Though developmental trauma is our focus, it’s important to understand what trauma is in general. Trauma is broader and more common than people realize. It is an emotional response to anything that happens to a person, group or community that causes a sense of upheaval and feeling of threat. Anything that is disruptive to a person’s sense of safety and predictability can fall into this category. People can even feel traumatized if they are adjacent to a traumatic event, especially if it threatens their safety. The important thing to know is that everyone experiences trauma differently and has a different reference point for what is traumatic to them.
What is developmental trauma?
Developmental trauma includes everything general trauma entails, but differs in that it impacts children early in their neurodevelopment. That means that as the brain develops—most rapidly between ages zero to five—trauma can have more severe effects on a child. This is the time when a child learns to walk, talk, feed themselves, separate from their caregiver and develop social skills. These are all key developmental touchstones that happen rapidly during a short period of time.
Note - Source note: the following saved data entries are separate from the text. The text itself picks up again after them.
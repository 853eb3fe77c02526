//! Core components, types, and utilities for the teams-bridge.
//!
//! This module contains fundamental building blocks used throughout the application:
//! - Configuration handling and environment variables.
//! - Common types and result handling.

pub mod config;
pub mod types;
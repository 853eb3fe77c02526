//! Maps change events onto gateway envelopes and hands them to the gateway.

use serde::Deserialize;
use tracing::{debug, error, info, instrument, warn};

use crate::{
    base::types::Res,
    gateway::{FileAttachment, GatewayEvent, GatewayMessage, GatewaySender},
    service::teams::{RemoteAttachment, RemoteMessage, TeamsClient},
};

use super::{reconcile::ChangeEvent, text::MessageFormatter};

/// Content type of a code snippet card.
const CODE_SNIPPET_CONTENT_TYPE: &str = "application/vnd.microsoft.card.codesnippet";

/// Number of `/`-separated segments in a well-formed snippet URL.
const CODE_SNIPPET_URL_SEGMENTS: usize = 13;

/// The inline content of a code snippet card.
#[derive(Debug, Deserialize)]
#[serde(rename_all = "camelCase")]
struct CodeSnippet {
    #[serde(default)]
    language: String,
    code_snippet_url: String,
}

/// Turns [`ChangeEvent`]s into [`GatewayMessage`]s and delivers them in order.
#[derive(Clone)]
pub struct Dispatcher {
    client: TeamsClient,
    formatter: MessageFormatter,
    gateway: GatewaySender,
    account: String,
    media_download_size: usize,
}

impl Dispatcher {
    pub fn new(client: TeamsClient, formatter: MessageFormatter, gateway: GatewaySender, account: impl Into<String>, media_download_size: usize) -> Self {
        Self {
            client,
            formatter,
            gateway,
            account: account.into(),
            media_download_size,
        }
    }

    /// Whether the gateway stopped accepting events.
    pub fn is_closed(&self) -> bool {
        self.gateway.is_closed()
    }

    /// Delivers the events of one poll cycle, in order.
    ///
    /// Waits whenever the gateway applies backpressure. Fails only if the gateway is gone.
    #[instrument(skip(self, events), fields(count = events.len()))]
    pub async fn dispatch(&self, channel: &str, events: Vec<ChangeEvent>) -> Res<usize> {
        let mut delivered = 0;

        for event in events {
            let message = self.to_gateway_message(channel, &event).await;

            info!("Forwarding {} `{}` from `{}` on {}.", event.kind(), message.id, message.username, self.account);

            self.gateway.send(message).await.map_err(|_| anyhow::anyhow!("Gateway channel closed"))?;

            delivered += 1;
        }

        Ok(delivered)
    }

    /// Builds the envelope for a single event.
    pub async fn to_gateway_message(&self, channel: &str, event: &ChangeEvent) -> GatewayMessage {
        let remote = event.message();
        let (username, user_id) = remote.author.as_ref().map(|a| (a.display_name.clone(), a.id.clone())).unwrap_or_default();

        let mut message = GatewayMessage {
            id: remote.id.clone(),
            parent_id: event.parent_id().unwrap_or_default().to_string(),
            username,
            user_id,
            channel: channel.to_string(),
            account: self.account.clone(),
            ..Default::default()
        };

        if event.is_delete() {
            message.event = GatewayEvent::MessageDelete;
            return message;
        }

        message.text = self.formatter.to_gateway_text(remote);
        self.handle_attachments(&mut message, remote).await;

        message
    }

    /// Adds the attachments of `remote` to `message`; failures are logged and skipped.
    async fn handle_attachments(&self, message: &mut GatewayMessage, remote: &RemoteMessage) {
        for attachment in &remote.attachments {
            if attachment.content_type == CODE_SNIPPET_CONTENT_TYPE {
                if let Err(e) = self.handle_code_snippet(message, attachment).await {
                    error!("Code snippet on `{}` skipped: {}", remote.id, e);
                }
                continue;
            }

            let Some(url) = attachment.content_url.as_deref() else {
                debug!("Ignoring attachment of type `{}` without content url.", attachment.content_type);
                continue;
            };

            let name = attachment.name.clone().unwrap_or_else(|| url.rsplit('/').next().unwrap_or_default().to_string());

            match self.client.download_attachment(url).await {
                Ok(data) if data.len() > self.media_download_size => {
                    warn!("Not forwarding `{}`: {} bytes exceeds the limit of {}.", name, data.len(), self.media_download_size);
                }
                Ok(data) => message.files.push(FileAttachment {
                    name,
                    data,
                    url: url.to_string(),
                    comment: String::new(),
                }),
                Err(e) => error!("Download of `{}` failed: {}", name, e),
            }
        }
    }

    /// Appends a code snippet to the text as a fenced block.
    async fn handle_code_snippet(&self, message: &mut GatewayMessage, attachment: &RemoteAttachment) -> Res<()> {
        let content = attachment.content.as_deref().ok_or_else(|| anyhow::anyhow!("Snippet has no content"))?;
        let snippet: CodeSnippet = serde_json::from_str(content)?;

        let segments = snippet.code_snippet_url.split('/').count();
        if segments != CODE_SNIPPET_URL_SEGMENTS {
            return Err(anyhow::anyhow!("Snippet url has unexpected shape: {}", snippet.code_snippet_url));
        }

        let code = self.client.download_attachment(&snippet.code_snippet_url).await?;

        message.text.push_str(&format!("\n```{}\n{}\n```\n", snippet.language, String::from_utf8_lossy(&code)));

        Ok(())
    }
}
//! Posts, edits and deletes gateway-originated messages on the remote platform.

use tracing::{debug, info, instrument};

use crate::{
    base::types::Res,
    gateway::GatewayMessage,
    service::teams::{OutgoingMessage, TeamsClient},
};

use super::{
    ids::IdMap,
    text::{MessageFormatter, escape_html, markdown_to_html},
};

/// Maps gateway requests onto the remote client's create, update and soft-delete calls.
///
/// Errors from the client are returned to the caller; nothing is retried and no id mapping
/// is recorded for a failed send.
#[derive(Clone)]
pub struct RemoteSender {
    client: TeamsClient,
    formatter: MessageFormatter,
    team_id: String,
    ids: IdMap,
}

impl RemoteSender {
    pub fn new(client: TeamsClient, formatter: MessageFormatter, team_id: impl Into<String>, ids: IdMap) -> Self {
        Self {
            client,
            formatter,
            team_id: team_id.into(),
            ids,
        }
    }

    /// Sends a gateway request, returning the remote id of the affected message.
    #[instrument(skip_all, fields(channel = %message.channel, id = %message.id))]
    pub async fn send(&self, message: &GatewayMessage) -> Res<String> {
        if message.is_delete() {
            return self.delete(message).await;
        }

        debug!("=> Receiving {:?}", message);

        if message.parent_valid() {
            return self.send_reply(message).await;
        }

        if message.parent_not_found() {
            let mut unthreaded = message.clone();
            unthreaded.parent_id.clear();
            unthreaded.text = format!("[thread]: {}", message.text);

            return self.send_top_level(&unthreaded).await;
        }

        self.send_top_level(message).await
    }

    /// Builds the html body, mention descriptors and inline images of a message.
    pub fn encode(&self, message: &GatewayMessage) -> OutgoingMessage {
        let text = if message.username.is_empty() {
            message.text.clone()
        } else {
            format!("<p><strong>{}</strong></p>\n\n{}", escape_html(&message.username), message.text)
        };

        let (text, mentions) = self.formatter.encode_mentions(&text, &message.channel);

        let mut html = markdown_to_html(&text);
        let hosted_contents = self.formatter.encode_attachments(&mut html, &message.files);

        OutgoingMessage {
            html,
            mentions,
            hosted_contents,
        }
    }

    async fn send_top_level(&self, message: &GatewayMessage) -> Res<String> {
        let body = self.encode(message);

        if !message.id.is_empty() {
            let remote_id = self.ids.resolve(&message.id);
            self.client.update_message(&self.team_id, &message.channel, &remote_id, &body).await?;

            info!("Updated message `{}`.", remote_id);

            return Ok(remote_id);
        }

        let remote_id = self.client.create_message(&self.team_id, &message.channel, &body).await?;
        self.remember(message, &remote_id);

        info!("Created message `{}`.", remote_id);

        Ok(remote_id)
    }

    async fn send_reply(&self, message: &GatewayMessage) -> Res<String> {
        let body = self.encode(message);
        let parent_id = self.ids.resolve(&message.parent_id);

        if !message.id.is_empty() {
            let remote_id = self.ids.resolve(&message.id);
            self.client.update_reply(&self.team_id, &message.channel, &parent_id, &remote_id, &body).await?;

            info!("Updated reply `{}` under `{}`.", remote_id, parent_id);

            return Ok(remote_id);
        }

        let remote_id = self.client.create_reply(&self.team_id, &message.channel, &parent_id, &body).await?;
        self.remember(message, &remote_id);

        info!("Created reply `{}` under `{}`.", remote_id, parent_id);

        Ok(remote_id)
    }

    async fn delete(&self, message: &GatewayMessage) -> Res<String> {
        let local_id = if message.id.is_empty() { &message.origin_id } else { &message.id };

        if local_id.is_empty() {
            return Err(anyhow::anyhow!("Cannot delete a message without an id"));
        }

        let remote_id = self.ids.resolve(local_id);

        if message.parent_valid() {
            let parent_id = self.ids.resolve(&message.parent_id);
            self.client.soft_delete_reply(&self.team_id, &message.channel, &parent_id, &remote_id).await?;
        } else {
            self.client.soft_delete_message(&self.team_id, &message.channel, &remote_id).await?;
        }

        info!("Deleted `{}`.", remote_id);

        Ok(remote_id)
    }

    /// Records the remote id under the request's local id, if it has one.
    fn remember(&self, message: &GatewayMessage, remote_id: &str) {
        if !message.origin_id.is_empty() {
            self.ids.insert(&message.origin_id, remote_id);
        }
    }
}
It’s important to note that these touchstones happen in the context of some sort of caregiving relationship. This is called attachment: there is an attachment component between the caregiver and child that the child depends on to properly develop these skills. These skills are scaffolded and built in the present of a parental, kinship or community unit. Adversity that’s chronic within these relationships can have serious long-term effects on a person if they are unable to develop healthily and safely.
What are the effects of developmental trauma?
When we talk to parents and try to get a feel for their history and caregiving experience, a lot of times we find that the types of abuse and neglect that can cause developmental trauma are generational. Adults and teens with early developmental trauma throughout their childhood are more likely to be engaged in the justice system, vulnerable to abusing substances, likely to have relationship problems and at risk for mental health issues.
As important as current mental health issues are when assessing a caregiver who is inflicting abuse and neglect on a child, it’s also important to understand the role that their early experiences played in their development. It’s important to know what they’re coming to the table with. The narrative needs to shift from “What’s wrong?” to “What happened?”
What can we do to address developmental trauma?
As we gain a deeper understanding of developmental trauma, the more important it becomes that we take that knowledge and create opportunities to intervene in meaningful ways. This not only needs to happen clinically through the sorts of therapeutic services we provide at FamilyForward, but also at a community level. We need to communicate the lens we understand developmental trauma through and invest in making sure that information gets to the right spaces. For example, school can be tough on a child who has experienced developmental trauma. We can help schools see those children through a different lens and instead of punishing them facilitate a support system and community that is understanding and empathetic.